At a lecture by the poet, Jack Gilbert, years ago, he said that an editor had once advised him that perhaps his poems had big endings too often. I’m intrigued by that criticism. “The Great Fires” is a masterful book of poetry. I carried it in my backpack for years, and read some of those poems thousands of times. They fold back on themselves, the endings transfiguring everything that has come before. The narratives are mundane, philosophical, informed with the marvel of dailiness. They are meditations on grief, and meditations on love, and strangely, those two experiences are interwoven so that you cannot see the difference between them, which has always felt right to me.

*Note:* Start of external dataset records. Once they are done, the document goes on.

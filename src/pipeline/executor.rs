//! The seam between the pipeline and whatever produces a stage's reply

use crate::criteria::SearchCriteria;
use crate::llm::LlmError;
use crate::pipeline::artifact::ArtifactError;
use crate::pipeline::stage::{PipelineStage, StageKind};
use crate::tools::ToolError;
use async_trait::async_trait;
use serde_json::Value;
use thiserror::Error;
use uuid::Uuid;

/// Everything a stage run gets to see
#[derive(Debug, Clone, Copy)]
pub struct StageRequest<'a> {
    pub run_id: Uuid,
    pub stage: &'a PipelineStage,
    pub criteria: &'a SearchCriteria,
    /// Declared upstream artifacts, as read back from disk
    pub upstream: &'a [(StageKind, Value)],
    /// Operator feedback from earlier revisions, oldest first
    pub feedback: &'a [String],
}

/// Produces the raw text reply for one stage
#[async_trait]
pub trait StageExecutor: Send + Sync {
    async fn execute(&self, request: StageRequest<'_>) -> Result<String, StageError>;
}

#[derive(Debug, Error)]
pub enum StageError {
    #[error("LLM request failed: {0}")]
    Llm(#[from] LlmError),
    #[error("Tool setup failed: {0}")]
    Tool(#[from] ToolError),
    #[error("Tool execution exceeded maximum iterations ({0})")]
    IterationLimit(usize),
    #[error("Agent reply is not valid JSON: {error}")]
    MalformedOutput { error: String, raw: String },
    #[error("Agent reply does not fit the stage output: {0}")]
    Contract(String),
    #[error(transparent)]
    Artifact(#[from] ArtifactError),
}

impl StageError {
    /// Raw agent text, when the failure was about its shape
    pub fn raw_output(&self) -> Option<&str> {
        match self {
            Self::MalformedOutput { raw, .. } => Some(raw),
            _ => None,
        }
    }
}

I enjoy the anti-climax. Patrick O’Brian, I think, did this better than anyone. The big naval battle took place some 100 pages before the end of the book. The story of the men, the struggle to command, the terror and bliss that is seafaring, these were the stories of his books, and the wild fights and adventure happened along the way. He wrote in the anti-climax: all the life that is built around the pivotal orgasm—the necessary reveal—the climax.
Are these two things connected? The big ending, and the anti-climax? Gilbert layers his poems, so that you feel like you are climbing upward as you read them—scrambling a scaffold. Gilbert and O’Brian both narrate in the anti-climax, the human struggle to build and thrive. It’s a scale, is all. Heroism, yes, myth and allegory. The epic rages around us as we carry on with the business of living.